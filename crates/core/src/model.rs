//! Records exchanged with the portal backend

use serde::{Deserialize, Deserializer, Serialize};
use serde_json::Value;

/// A purchasable license as listed by `/licenses/list`.
#[derive(Debug, Clone, PartialEq, Serialize, Deserialize)]
pub struct License {
    #[serde(deserialize_with = "de::string_or_number")]
    pub id: String,

    #[serde(default)]
    pub name: String,

    /// Monthly price as sent by the backend (decimal text, e.g. "30.00")
    #[serde(default, deserialize_with = "de::text_or_number")]
    pub monthly_price: String,

    #[serde(default, deserialize_with = "de::opt_int")]
    pub status_id: Option<i64>,

    #[serde(default, skip_serializing_if = "Option::is_none")]
    pub created_at: Option<String>,

    #[serde(default, skip_serializing_if = "Option::is_none")]
    pub updated_at: Option<String>,

    /// Older backends priced licenses per unit instead of per month
    #[serde(
        default,
        deserialize_with = "de::opt_number",
        skip_serializing_if = "Option::is_none"
    )]
    pub amount_per_unit: Option<f64>,
}

impl License {
    /// Monthly price as a number. Unparseable text falls back to
    /// `amount_per_unit`, then to zero.
    pub fn price_per_month(&self) -> f64 {
        match self.monthly_price.trim().parse::<f64>() {
            Ok(p) if p.is_finite() => p,
            _ => self.amount_per_unit.unwrap_or(0.0),
        }
    }
}

/// One page of licenses plus the backend's total, when it reports one.
#[derive(Debug, Clone, Default, Serialize)]
pub struct LicensePage {
    pub items: Vec<License>,
    pub total_count: Option<u64>,
}

/// The subscription currently in effect; anchors proration.
#[derive(Debug, Clone, Default, PartialEq, Serialize, Deserialize)]
#[serde(rename_all = "camelCase")]
pub struct ActiveOrder {
    #[serde(default, deserialize_with = "de::int_or_zero")]
    pub remaining_days: i64,

    /// ISO date of the last billed day, e.g. "2026-03-07"
    #[serde(default, deserialize_with = "de::string_or_empty")]
    pub expiry: String,

    #[serde(default, deserialize_with = "de::uint_or_zero")]
    pub total_records: u64,
}

impl ActiveOrder {
    pub fn is_active(&self) -> bool {
        self.remaining_days > 0
    }
}

#[derive(Debug, Clone, PartialEq, Serialize, Deserialize)]
pub struct PaymentStatus {
    #[serde(default, deserialize_with = "de::int_or_zero")]
    pub id: i64,
    #[serde(default, deserialize_with = "de::string_or_empty")]
    pub name: String,
    #[serde(
        default,
        deserialize_with = "de::opt_int",
        skip_serializing_if = "Option::is_none"
    )]
    pub status_id: Option<i64>,
}

#[derive(Debug, Clone, PartialEq, Serialize, Deserialize)]
pub struct OrderItemLicense {
    #[serde(deserialize_with = "de::string_or_number")]
    pub id: String,
    #[serde(default)]
    pub name: String,
    #[serde(default, deserialize_with = "de::text_or_number")]
    pub monthly_price: String,
}

/// A line of a placed order as returned by `/orders/`.
#[derive(Debug, Clone, PartialEq, Serialize, Deserialize)]
pub struct OrderItemRecord {
    #[serde(deserialize_with = "de::string_or_number")]
    pub id: String,
    #[serde(default, deserialize_with = "de::string_or_empty")]
    pub order_id: String,
    #[serde(default, deserialize_with = "de::string_or_empty")]
    pub license_id: String,
    #[serde(default, deserialize_with = "de::count_or_zero")]
    pub quantity: u32,
    #[serde(default, deserialize_with = "de::number_or_zero")]
    pub amount_per_qty: f64,
    #[serde(default, deserialize_with = "de::number_or_zero")]
    pub amount_total_qty: f64,
    #[serde(default, skip_serializing_if = "Option::is_none")]
    pub purchase_date: Option<String>,
    #[serde(default, skip_serializing_if = "Option::is_none")]
    pub start_date: Option<String>,
    #[serde(default, skip_serializing_if = "Option::is_none")]
    pub expiry_date: Option<String>,
    #[serde(default, skip_serializing_if = "Option::is_none")]
    pub license: Option<OrderItemLicense>,
}

impl OrderItemRecord {
    pub fn license_name(&self) -> &str {
        match &self.license {
            Some(l) if !l.name.is_empty() => &l.name,
            _ => &self.license_id,
        }
    }
}

/// A placed order, as shown in the transaction history.
#[derive(Debug, Clone, PartialEq, Serialize, Deserialize)]
pub struct OrderRecord {
    #[serde(deserialize_with = "de::string_or_number")]
    pub id: String,
    #[serde(default, deserialize_with = "de::string_or_empty")]
    pub user_id: String,
    #[serde(default, deserialize_with = "de::string_or_empty")]
    pub invoice_no: String,
    #[serde(default, deserialize_with = "de::string_or_empty")]
    pub invoice_date: String,
    #[serde(default, deserialize_with = "de::number_or_zero")]
    pub total_amount: f64,
    #[serde(default, deserialize_with = "de::int_or_zero")]
    pub payment_status_id: i64,
    #[serde(default, deserialize_with = "de::int_or_zero")]
    pub status_id: i64,
    #[serde(default, deserialize_with = "de::string_or_empty")]
    pub created_at: String,
    #[serde(default, deserialize_with = "de::string_or_empty")]
    pub updated_at: String,
    #[serde(default)]
    pub order_items: Vec<OrderItemRecord>,
    #[serde(default, skip_serializing_if = "Option::is_none")]
    pub payment_status: Option<PaymentStatus>,
}

impl OrderRecord {
    pub fn payment_label(&self) -> String {
        match &self.payment_status {
            Some(p) => p.name.clone(),
            None => format!("status {}", self.payment_status_id),
        }
    }
}

/// An entry of `/transactions`.
#[derive(Debug, Clone, PartialEq, Serialize, Deserialize)]
pub struct Transaction {
    #[serde(deserialize_with = "de::string_or_number")]
    pub id: String,
    #[serde(
        default,
        deserialize_with = "de::opt_number",
        skip_serializing_if = "Option::is_none"
    )]
    pub amount: Option<f64>,
    #[serde(default, skip_serializing_if = "Option::is_none")]
    pub date: Option<String>,
    #[serde(default, rename = "type", skip_serializing_if = "Option::is_none")]
    pub kind: Option<String>,
    #[serde(default, skip_serializing_if = "Option::is_none")]
    pub description: Option<String>,
}

/// The `/profile` envelope after normalization.
#[derive(Debug, Clone, PartialEq, Serialize)]
pub struct Profile {
    pub status: u16,
    pub api_status: Option<String>,
    pub message: Option<String>,
    pub data: Value,
}

/// Tokens resolved from a login response.
#[derive(Debug, Clone, PartialEq, Eq, Serialize, Deserialize)]
pub struct Session {
    pub access_token: String,
    #[serde(default, skip_serializing_if = "Option::is_none")]
    pub refresh_token: Option<String>,
}

// ── Requests ─────────────────────────────────────────────────────

#[derive(Debug, Clone, Serialize)]
pub struct LoginRequest<'a> {
    pub email_id: &'a str,
    pub password: &'a str,
}

/// Body of `POST /orders/`.
#[derive(Debug, Clone, PartialEq, Serialize, Deserialize)]
pub struct CreateOrderRequest {
    pub total_amount: f64,
    pub order_items: Vec<OrderItem>,
}

#[derive(Debug, Clone, PartialEq, Serialize, Deserialize)]
pub struct OrderItem {
    pub license_id: String,
    pub quantity: u32,
    pub amount_per_unit: f64,
}

#[derive(Debug, Clone, Default, Serialize, Deserialize)]
pub struct CreateOrderResponse {
    #[serde(default, skip_serializing_if = "Option::is_none")]
    pub id: Option<Value>,
    #[serde(default, skip_serializing_if = "Option::is_none")]
    pub order_id: Option<Value>,
    #[serde(default, skip_serializing_if = "Option::is_none")]
    pub total_amount: Option<f64>,
    #[serde(default, skip_serializing_if = "Option::is_none")]
    pub status: Option<Value>,
    #[serde(flatten)]
    pub extra: serde_json::Map<String, Value>,
}

impl CreateOrderResponse {
    /// Order reference, whichever id field the backend filled in.
    pub fn reference(&self) -> Option<String> {
        let raw = self.order_id.as_ref().or(self.id.as_ref())?;
        match raw {
            Value::String(s) if !s.is_empty() => Some(s.clone()),
            Value::Number(n) => Some(n.to_string()),
            _ => None,
        }
    }
}

/// Body of the legacy `POST /licenses/purchase`.
#[derive(Debug, Clone, PartialEq, Serialize)]
pub struct PurchaseLicenseRequest {
    pub licenses: Vec<PurchaseLine>,
}

/// `months` is passed through untouched; billing never reads it.
#[derive(Debug, Clone, PartialEq, Serialize)]
#[serde(rename_all = "camelCase")]
pub struct PurchaseLine {
    pub price_per_month: f64,
    pub months: u32,
}

#[derive(Debug, Clone, Default, Serialize, Deserialize)]
#[serde(rename_all = "camelCase")]
pub struct PurchaseLicenseResponse {
    #[serde(default, skip_serializing_if = "Option::is_none")]
    pub total_amount: Option<f64>,
    #[serde(default, skip_serializing_if = "Option::is_none")]
    pub transaction_id: Option<String>,
    #[serde(flatten)]
    pub extra: serde_json::Map<String, Value>,
}

/// Lenient field decoders for a backend that is loose with JSON types.
mod de {
    use super::*;

    pub fn string_or_number<'de, D: Deserializer<'de>>(d: D) -> Result<String, D::Error> {
        match Value::deserialize(d)? {
            Value::String(s) => Ok(s),
            Value::Number(n) => Ok(n.to_string()),
            other => Err(serde::de::Error::custom(format!(
                "expected string or number id, got {}",
                other
            ))),
        }
    }

    pub fn string_or_empty<'de, D: Deserializer<'de>>(d: D) -> Result<String, D::Error> {
        Ok(match Value::deserialize(d)? {
            Value::String(s) => s,
            Value::Number(n) => n.to_string(),
            _ => String::new(),
        })
    }

    pub fn text_or_number<'de, D: Deserializer<'de>>(d: D) -> Result<String, D::Error> {
        string_or_empty(d)
    }

    pub fn number_or_zero<'de, D: Deserializer<'de>>(d: D) -> Result<f64, D::Error> {
        Ok(match Value::deserialize(d)? {
            Value::Number(n) => n.as_f64().unwrap_or(0.0),
            Value::String(s) => s.trim().parse().unwrap_or(0.0),
            _ => 0.0,
        })
    }

    pub fn int_or_zero<'de, D: Deserializer<'de>>(d: D) -> Result<i64, D::Error> {
        let n = number_or_zero(d)?;
        Ok(if n.is_finite() { n.floor() as i64 } else { 0 })
    }

    pub fn uint_or_zero<'de, D: Deserializer<'de>>(d: D) -> Result<u64, D::Error> {
        Ok(int_or_zero(d)?.max(0) as u64)
    }

    pub fn count_or_zero<'de, D: Deserializer<'de>>(d: D) -> Result<u32, D::Error> {
        Ok(int_or_zero(d)?.clamp(0, i64::from(u32::MAX)) as u32)
    }

    /// `null`, absent or unreadable values become `None`.
    pub fn opt_number<'de, D: Deserializer<'de>>(d: D) -> Result<Option<f64>, D::Error> {
        let n = match Value::deserialize(d)? {
            Value::Number(n) => n.as_f64(),
            Value::String(s) => s.trim().parse::<f64>().ok(),
            _ => None,
        };
        Ok(n.filter(|n| n.is_finite()))
    }

    pub fn opt_int<'de, D: Deserializer<'de>>(d: D) -> Result<Option<i64>, D::Error> {
        Ok(opt_number(d)?.map(|n| n.floor() as i64))
    }
}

......

**WHAT THIS TASK INVOLVES:** Copy out each line from the listing that contains the string "months".

**RESPONSE:**
/// `months` is passed through untouched; billing never reads it.
    pub months: u32,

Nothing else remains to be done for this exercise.